In addition to documentary research, archaeological surveys and investigations have been performed at LaRC which have identified several historically significant plantation sites. Southern Virginia was a primary area of conflict during the War Between the States. Nearby Big Bethel was the scene of conflict as Union troops advanced on Southern forces. The area remained rural and agrarian into the nineteenth century. During this time, three plantations covered the current LaRC property: Chesterville (700 acres), Cloverdale (600 acres), and Moorefield (225 acres). The adjacent Langley Air Force Base property contained the remaining plantations below.


Plantations are not the only interesting archaeological features. Other sites include a subsistence farm associated with the Ross family, the historic Kings Road and even 3.5 million year old whale bones. Additionally, the Syms Free School which was the first free public school in America was originally located on what is now NASA LaRC property.


NASA LaRC Plantations

LAFB Plantations

Other NASA LaRC Sites

[top] NACA/NASA Architectural Resources

The architectural resources at LaRC date solely to the twentieth century and were built as part of the operation of NACA and NASA. Historic contexts that are pertinent to this time span are World Wars I and II through the Cold War and Man in Space program. Many of the buildings and structures at LaRC have unique and specialized design features related to the development of aerodynamic technology and space exploration.
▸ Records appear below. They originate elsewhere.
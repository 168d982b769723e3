//! Streaming writer for EWS request XML.
//!
//! Output is built into a `String` with escaped text and attributes. A start
//! tag stays open until content or an end tag follows, so an element with no
//! content is emitted in its empty form (`<t:Foo Id="1"/>`).

use crate::common::error::{Error, Result};
use crate::common::version::ExchangeVersion;
use crate::common::xml::escape::escape_xml;
use crate::common::xml::namespace::XmlNamespace;

/// Writer that tracks open elements and the negotiated server version.
#[derive(Debug)]
pub struct EwsXmlWriter {
    buffer: String,
    open: Vec<String>,
    start_tag_open: bool,
    version: ExchangeVersion,
}

impl EwsXmlWriter {
    /// Create an empty writer for a given negotiated version.
    pub fn new(version: ExchangeVersion) -> Self {
        Self {
            buffer: String::with_capacity(1024),
            open: Vec::new(),
            start_tag_open: false,
            version,
        }
    }

    /// Negotiated version, used by serializers for fail-fast checks.
    #[inline]
    pub fn version(&self) -> ExchangeVersion {
        self.version
    }

    /// Number of currently open elements.
    #[inline]
    pub fn depth(&self) -> usize {
        self.open.len()
    }

    /// Write the XML declaration. Only valid before any element.
    pub fn write_declaration(&mut self) -> Result<()> {
        if !self.buffer.is_empty() {
            return Err(Error::XmlError(
                "XML declaration must come first".to_string(),
            ));
        }
        self.buffer
            .push_str("<?xml version=\"1.0\" encoding=\"utf-8\"?>");
        Ok(())
    }

    /// Open a new element `prefix:name`.
    pub fn write_start_element(&mut self, namespace: XmlNamespace, name: &str) {
        self.close_start_tag();
        let qname = match namespace {
            XmlNamespace::NotSpecified => name.to_string(),
            ns => format!("{}:{}", ns.prefix(), name),
        };
        self.buffer.push('<');
        self.buffer.push_str(&qname);
        self.open.push(qname);
        self.start_tag_open = true;
    }

    /// Add an attribute to the start tag that is still open.
    pub fn write_attribute(&mut self, name: &str, value: &str) -> Result<()> {
        if !self.start_tag_open {
            return Err(Error::XmlError(format!(
                "Attribute '{}' written after element content",
                name
            )));
        }
        self.buffer.push(' ');
        self.buffer.push_str(name);
        self.buffer.push_str("=\"");
        self.buffer.push_str(&escape_xml(value));
        self.buffer.push('"');
        Ok(())
    }

    /// Declare `xmlns:prefix` for a namespace on the open start tag.
    pub fn write_namespace_declaration(&mut self, namespace: XmlNamespace) -> Result<()> {
        let name = format!("xmlns:{}", namespace.prefix());
        self.write_attribute(&name, namespace.uri())
    }

    /// Write escaped text content into the current element.
    pub fn write_value(&mut self, text: &str) {
        self.close_start_tag();
        self.buffer.push_str(&escape_xml(text));
    }

    /// Close the innermost open element.
    pub fn write_end_element(&mut self) -> Result<()> {
        let qname = self
            .open
            .pop()
            .ok_or_else(|| Error::XmlError("No open element to close".to_string()))?;
        if self.start_tag_open {
            self.buffer.push_str("/>");
            self.start_tag_open = false;
        } else {
            self.buffer.push_str("</");
            self.buffer.push_str(&qname);
            self.buffer.push('>');
        }
        Ok(())
    }

    /// Write `<prefix:name>value</prefix:name>`.
    pub fn write_element_value(
        &mut self,
        namespace: XmlNamespace,
        name: &str,
        value: &str,
    ) -> Result<()> {
        self.write_start_element(namespace, name);
        if !value.is_empty() {
            self.write_value(value);
        }
        self.write_end_element()
    }

    /// Finish writing and return the document.
    pub fn into_string(self) -> Result<String> {
        if let Some(name) = self.open.last() {
            return Err(Error::XmlError(format!("Element <{}> was never closed", name)));
        }
        Ok(self.buffer)
    }

    /// Text written so far, including any open start tag.
    pub fn as_str(&self) -> &str {
        &self.buffer
    }

    fn close_start_tag(&mut self) {
        if self.start_tag_open {
            self.buffer.push('>');
            self.start_tag_open = false;
        }
    }
}
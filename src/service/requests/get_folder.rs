use crate::common::error::{Error, Result};
use crate::common::version::ExchangeVersion;
use crate::common::xml::{EwsXmlReader, EwsXmlWriter, XmlNamespace};
use crate::schema::PropertySet;
use crate::service::object::Folder;
use crate::service::request::{ResponseContext, ServiceRequest};
use crate::service::requests::{FolderIdRef, missing_object, read_objects};
use crate::service::response::ResponseMessage;
use std::sync::Arc;

/// Load folders by id or well-known name.
#[derive(Debug)]
pub struct GetFolder {
    ids: Vec<FolderIdRef>,
    property_set: PropertySet,
    folders: Vec<Option<Folder>>,
}

impl GetFolder {
    pub fn new(ids: Vec<FolderIdRef>, property_set: PropertySet) -> Self {
        let folders = ids.iter().map(|_| None).collect();
        Self {
            ids,
            property_set,
            folders,
        }
    }
}

impl ServiceRequest for GetFolder {
    type Response = Vec<Folder>;

    const ELEMENT: &'static str = "GetFolder";
    const RESPONSE_ELEMENT: &'static str = "GetFolderResponse";
    const RESPONSE_MESSAGE_ELEMENT: &'static str = "GetFolderResponseMessage";

    fn validate(&self, _version: ExchangeVersion) -> Result<()> {
        if self.ids.is_empty() {
            return Err(Error::Validation("GetFolder needs at least one id".to_string()));
        }
        Ok(())
    }

    fn write_elements(&self, writer: &mut EwsXmlWriter) -> Result<()> {
        self.property_set.write_to_xml(writer, "FolderShape")?;
        writer.write_start_element(XmlNamespace::Messages, "FolderIds");
        for id in &self.ids {
            id.write_to_xml(writer)?;
        }
        writer.write_end_element()
    }

    fn expected_message_count(&self) -> usize {
        self.ids.len()
    }

    fn read_message_element(
        &mut self,
        index: usize,
        reader: &mut EwsXmlReader<'_>,
        context: &ResponseContext<'_>,
    ) -> Result<bool> {
        if !reader.is_start_element(XmlNamespace::Messages, "Folders") {
            return Ok(false);
        }
        let property_set = &self.property_set;
        let slot = self
            .folders
            .get_mut(index)
            .ok_or_else(|| Error::Deserialization(format!("Unexpected response message {}", index)))?;
        // CalendarFolder, ContactsFolder and SearchFolder share the folder schema
        read_objects(reader, "Folders", |reader| {
            let mut folder = Folder::new(Arc::clone(context.registry.folder()), context.version);
            folder
                .object_mut()
                .load_from_xml(reader, Some(property_set), true)?;
            *slot = Some(folder);
            Ok(())
        })?;
        Ok(true)
    }

    fn finish(&mut self, _messages: Vec<ResponseMessage>) -> Result<Vec<Folder>> {
        std::mem::take(&mut self.folders)
            .into_iter()
            .enumerate()
            .map(|(index, folder)| folder.ok_or_else(|| missing_object("folder", index)))
            .collect()
    }
}

#[cfg(test)]
mod tests {
    use super::*;
    use crate::service::requests::WellKnownFolder;
    use crate::service::requests::testing::{envelope, recording_service};

    #[test]
    fn test_get_inbox() {
        let response = envelope(
            "GetFolderResponse",
            r#"<m:GetFolderResponseMessage ResponseClass="Success"><m:ResponseCode>NoError</m:ResponseCode><m:Folders><t:Folder><t:FolderId Id="F1" ChangeKey="AQAA"/><t:ParentFolderId Id="ROOT"/><t:FolderClass>IPF.Note</t:FolderClass><t:DisplayName>Inbox</t:DisplayName><t:TotalCount>42</t:TotalCount><t:ChildFolderCount>3</t:ChildFolderCount><t:UnreadCount>7</t:UnreadCount></t:Folder></m:Folders></m:GetFolderResponseMessage>"#,
        );
        let (service, sent) = recording_service(response);
        let mut request = GetFolder::new(
            vec![WellKnownFolder::Inbox.into()],
            PropertySet::first_class_properties(),
        );
        let folders = service.execute(&mut request).unwrap();

        assert!(sent.lock()[0].contains(
            r#"<m:FolderIds><t:DistinguishedFolderId Id="inbox"/></m:FolderIds>"#
        ));
        let inbox = &folders[0];
        assert_eq!(inbox.id().map(|id| id.id()), Some("F1"));
        assert_eq!(inbox.parent_folder_id().unwrap().map(|id| id.id()), Some("ROOT"));
        assert_eq!(inbox.display_name().unwrap(), Some("Inbox"));
        assert_eq!(inbox.folder_class().unwrap(), Some("IPF.Note"));
        assert_eq!(inbox.total_count().unwrap(), Some(42));
        assert_eq!(inbox.child_folder_count().unwrap(), Some(3));
        assert_eq!(inbox.unread_count().unwrap(), Some(7));
    }

    #[test]
    fn test_missing_folder_element() {
        let response = envelope(
            "GetFolderResponse",
            r#"<m:GetFolderResponseMessage ResponseClass="Success"><m:ResponseCode>NoError</m:ResponseCode><m:Folders/></m:GetFolderResponseMessage>"#,
        );
        let (service, _) = recording_service(response);
        let mut request = GetFolder::new(vec![WellKnownFolder::Inbox.into()], PropertySet::id_only());
        assert!(matches!(service.execute(&mut request), Err(Error::Deserialization(_))));
    }
}
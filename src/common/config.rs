//! Client configuration.
//!
//! A [`ServiceConfig`] can be built in code or loaded from YAML:
//!
//! ```yaml
//! url: https://mail.example.com/EWS/Exchange.asmx
//! requested_version: Exchange2010_SP1
//! user_agent: ews-binding
//! timeout_secs: 100
//! trace_enabled: true
//! impersonated_user: alice@example.com
//! ```

use crate::common::error::{Error, Result};
use crate::common::version::ExchangeVersion;
use serde::{Deserialize, Serialize};
use std::path::Path;
use std::time::Duration;

const DEFAULT_USER_AGENT: &str = concat!("ews-binding/", env!("CARGO_PKG_VERSION"));
const DEFAULT_TIMEOUT_SECS: u64 = 100;

fn default_user_agent() -> String {
    DEFAULT_USER_AGENT.to_string()
}

fn default_timeout_secs() -> u64 {
    DEFAULT_TIMEOUT_SECS
}

/// Settings for one `ExchangeService`.
#[derive(Debug, Clone, PartialEq, Eq, Serialize, Deserialize)]
pub struct ServiceConfig {
    /// EWS endpoint URL
    pub url: String,
    /// Version written into `RequestServerVersion`
    #[serde(default)]
    pub requested_version: ExchangeVersion,
    /// User agent passed to the transport
    #[serde(default = "default_user_agent")]
    pub user_agent: String,
    /// Per-request timeout handed to the transport
    #[serde(default = "default_timeout_secs")]
    pub timeout_secs: u64,
    /// Log request and response bodies at debug level
    #[serde(default)]
    pub trace_enabled: bool,
    /// SMTP address to impersonate, if any
    #[serde(default, skip_serializing_if = "Option::is_none")]
    pub impersonated_user: Option<String>,
}

impl ServiceConfig {
    /// Configuration for an endpoint with default settings.
    pub fn new(url: impl Into<String>) -> Self {
        Self {
            url: url.into(),
            requested_version: ExchangeVersion::default(),
            user_agent: default_user_agent(),
            timeout_secs: DEFAULT_TIMEOUT_SECS,
            trace_enabled: false,
            impersonated_user: None,
        }
    }

    pub fn with_version(mut self, version: ExchangeVersion) -> Self {
        self.requested_version = version;
        self
    }

    pub fn with_user_agent(mut self, user_agent: impl Into<String>) -> Self {
        self.user_agent = user_agent.into();
        self
    }

    pub fn with_timeout_secs(mut self, timeout_secs: u64) -> Self {
        self.timeout_secs = timeout_secs;
        self
    }

    pub fn with_tracing(mut self, enabled: bool) -> Self {
        self.trace_enabled = enabled;
        self
    }

    pub fn with_impersonation(mut self, smtp_address: impl Into<String>) -> Self {
        self.impersonated_user = Some(smtp_address.into());
        self
    }

    /// Timeout as a `Duration`.
    pub fn timeout(&self) -> Duration {
        Duration::from_secs(self.timeout_secs)
    }

    /// Parse and validate a YAML document.
    pub fn from_yaml_str(yaml: &str) -> Result<Self> {
        let config: ServiceConfig = serde_saphyr::from_str(yaml)
            .map_err(|e| Error::Config(format!("Failed to parse configuration: {}", e)))?;
        config.validate()?;
        Ok(config)
    }

    /// Read, parse and validate a YAML file.
    pub fn from_yaml_file<P: AsRef<Path>>(path: P) -> Result<Self> {
        let yaml = std::fs::read_to_string(path.as_ref())?;
        Self::from_yaml_str(&yaml)
    }

    /// Check the settings that would make every request fail.
    pub fn validate(&self) -> Result<()> {
        if self.url.trim().is_empty() {
            return Err(Error::Config("Service URL must not be empty".to_string()));
        }
        if self.timeout_secs == 0 {
            return Err(Error::Config("Timeout must be greater than zero".to_string()));
        }
        if let Some(user) = &self.impersonated_user
            && !user.contains('@')
        {
            return Err(Error::Config(format!(
                "Impersonated user '{}' is not an SMTP address",
                user
            )));
        }
        Ok(())
    }
}
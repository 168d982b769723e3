//! The complex property contract.
//!
//! A complex property owns an XML subtree. Implementors override the small
//! hooks (`read_attributes`, `try_read_element`, `write_elements`, ...) and
//! inherit [`ComplexProperty::load_from_xml`] and
//! [`ComplexProperty::write_to_xml`], which enforce the reader cursor
//! contract: on entry the reader is on the element's start tag, on return
//! it is on the matching end tag.

use crate::common::error::{Error, Result};
use crate::common::xml::{EwsXmlReader, EwsXmlWriter, XmlNamespace, XmlNodeType};
use crate::property::change::OwnerHandle;
use crate::property::update::UpdateSink;
use crate::schema::PropertyDefinition;
use std::any::Any;
use std::fmt;
use tracing::trace;

/// Cloning and downcasting for boxed complex values.
///
/// Implemented automatically for every `ComplexProperty + Clone` type.
pub trait ComplexPropertyExt {
    /// Clone into a detached box; the copy has no owner.
    fn clone_box(&self) -> Box<dyn ComplexProperty>;
    fn as_any(&self) -> &dyn Any;
    fn as_any_mut(&mut self) -> &mut dyn Any;
}

impl<T: ComplexProperty + Clone + 'static> ComplexPropertyExt for T {
    fn clone_box(&self) -> Box<dyn ComplexProperty> {
        let mut copy = self.clone();
        copy.set_owner(None);
        Box::new(copy)
    }

    fn as_any(&self) -> &dyn Any {
        self
    }

    fn as_any_mut(&mut self) -> &mut dyn Any {
        self
    }
}

/// Update behaviour of collection-valued properties.
pub trait CollectionUpdate {
    /// True when the collection holds no items.
    fn is_empty(&self) -> bool;

    /// True when items were appended since the last reset and nothing
    /// present before was removed or changed.
    fn has_only_additions(&self) -> bool;

    /// Write only the items appended since the last reset.
    fn write_added_items(&self, writer: &mut EwsXmlWriter) -> Result<()>;
}

/// A structured property value with its own XML subtree.
pub trait ComplexProperty: ComplexPropertyExt + fmt::Debug + Send + Sync {
    /// Read attributes of the start tag.
    fn read_attributes(&mut self, _reader: &EwsXmlReader<'_>) -> Result<()> {
        Ok(())
    }

    /// Consume a text node found directly inside the element.
    fn read_text_value(&mut self, _text: &str) -> Result<()> {
        Ok(())
    }

    /// Read one child element.
    ///
    /// The reader is on the child's start tag. Return `true` after leaving
    /// the cursor on its end tag, or `false` to have it skipped.
    fn try_read_element(&mut self, _reader: &mut EwsXmlReader<'_>) -> Result<bool> {
        Ok(false)
    }

    fn write_attributes(&self, _writer: &mut EwsXmlWriter) -> Result<()> {
        Ok(())
    }

    fn write_elements(&self, _writer: &mut EwsXmlWriter) -> Result<()> {
        Ok(())
    }

    /// Attach to, or detach from, the bag entry holding this value.
    fn set_owner(&mut self, _owner: Option<OwnerHandle>) {}

    /// Make the current state the baseline for future updates.
    fn clear_change_log(&mut self) {}

    fn as_collection(&self) -> Option<&dyn CollectionUpdate> {
        None
    }

    /// Take the place of `previous`, the value this one replaces in a loaded
    /// object.
    ///
    /// Returns `true` when [`write_custom_update`](Self::write_custom_update)
    /// then covers the replacement; `false` has the whole value set.
    fn adopt_baseline(&mut self, _previous: Option<&dyn ComplexProperty>) -> bool {
        false
    }

    /// Write a property-specific update. Returns `false` to fall back to
    /// the generic set/delete handling.
    fn write_custom_update(
        &self,
        _definition: &PropertyDefinition,
        _sink: &mut UpdateSink<'_>,
    ) -> Result<bool> {
        Ok(false)
    }

    /// Load from the element `namespace:element` under the cursor.
    fn load_from_xml(
        &mut self,
        reader: &mut EwsXmlReader<'_>,
        namespace: XmlNamespace,
        element: &str,
    ) -> Result<()> {
        reader.ensure_current_node_is_start_element(namespace, element)?;
        self.read_attributes(reader)?;

        if reader.is_empty_element() {
            reader.read()?;
            return Ok(());
        }

        loop {
            reader.read()?;
            match reader.node_type() {
                XmlNodeType::Text => self.read_text_value(reader.text())?,
                XmlNodeType::StartElement => {
                    if !self.try_read_element(reader)? {
                        trace!(
                            parent = element,
                            element = reader.local_name(),
                            "skipping unrecognized element"
                        );
                        reader.skip_current_element()?;
                    }
                },
                XmlNodeType::EndElement => {
                    return reader.ensure_current_node_is_end_element(namespace, element);
                },
                XmlNodeType::EndOfDocument | XmlNodeType::None => {
                    return Err(Error::Deserialization(format!(
                        "Unexpected end of document inside <{}>",
                        element
                    )));
                },
            }
        }
    }

    /// Write this value as the element `namespace:element`.
    fn write_to_xml(
        &self,
        writer: &mut EwsXmlWriter,
        namespace: XmlNamespace,
        element: &str,
    ) -> Result<()> {
        writer.write_start_element(namespace, element);
        self.write_attributes(writer)?;
        self.write_elements(writer)?;
        writer.write_end_element()
    }
}

impl Clone for Box<dyn ComplexProperty> {
    fn clone(&self) -> Self {
        (**self).clone_box()
    }
}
Architectural resources at LaRC have been documented in three separate surveys. In 1985, the National Park Service (NPS) performed a survey as part of the Man in Space theme study which identified resources that significantly contributed to the Apollo Program. The survey resulted in five LaRC properties being listed in the National Register as National Historic Landmarks (NHLs). In 2007, NASA performed an agency-side survey of facilities and assets that supported the Space Shuttle Program (SSP). Several facilities at NASA LaRC were evaluated as part of this survey and the Landing Loads Facility was determined to be potentially eligible for the National Register (NR) within the context of the SSP.

In 2010, NASA LaRC completed a comprehensive reconnaissance level architectural survey of all buildings and structures located throughout the Center. In addition to determining the NR eligibility of 271 resources, the survey identified the NASA LaRC Historic District as potentially eligible for the NR. Results of the survey were incorporated in the Programmatic Agreement (PA) among NASA LaRC, the SHPO and the Advisory Council on Historic Preservation for management of facilities, infrastructure and sites at NASA LaRC. The survey results and PA requirements include categorizing LaRC's properties according to four Historic Preservation Priority Category codes. The PA defines the categories and LaRC's Cultural Resource Management Plan (CRMP) describes the process for complying with the requirements included in the PA. The CRMP and PA are maintained by the LaRC Historic Preservation Officer (HPO).

The Architectural Resources Map identifies LaRCs five NHLs, as well as the NR eligibility and historic district boundary information from the 2010 survey. A more detailed narrative of LaRC's NHLs can be found on the Center's public site.


[top] Wind Tunnels

[top] Other Interesting Structures

[top] Support Buildings

[top] Trailers


[top] Off-Site Facilities

[top] NASA LaRC Historic District

A historic district is defined as “a geographically definable area – urban or rural, large or small – possessing a significant concentration, linkage, or continuity of sites, buildings, structures, and/or objects united by past events or aesthetically by plan or physical development.” A district may also comprise individual elements that are separated geographically, but linked by association or history. A historic district derives its importance from being a unified entity, even though it is often composed of a variety of resources. The identity of a district results from the interrelationship of its resources, which can convey a sense of the overall historic environment. Alternatively, a district can be an arrangement of historically or functionally related properties.
Historic District Boundaries

A district can comprise both features that lack individual distinction and individually distinctive features that serve as focal points. A district may even be considered eligible for the National Register of Historic Places if all of the components lack individual distinction, provided that the grouping achieves significance as a whole within its historic context. In either case, the majority of the components that add to the district’s historic character, even if they are individually undistinguished, must possess integrity, as must the district as a whole.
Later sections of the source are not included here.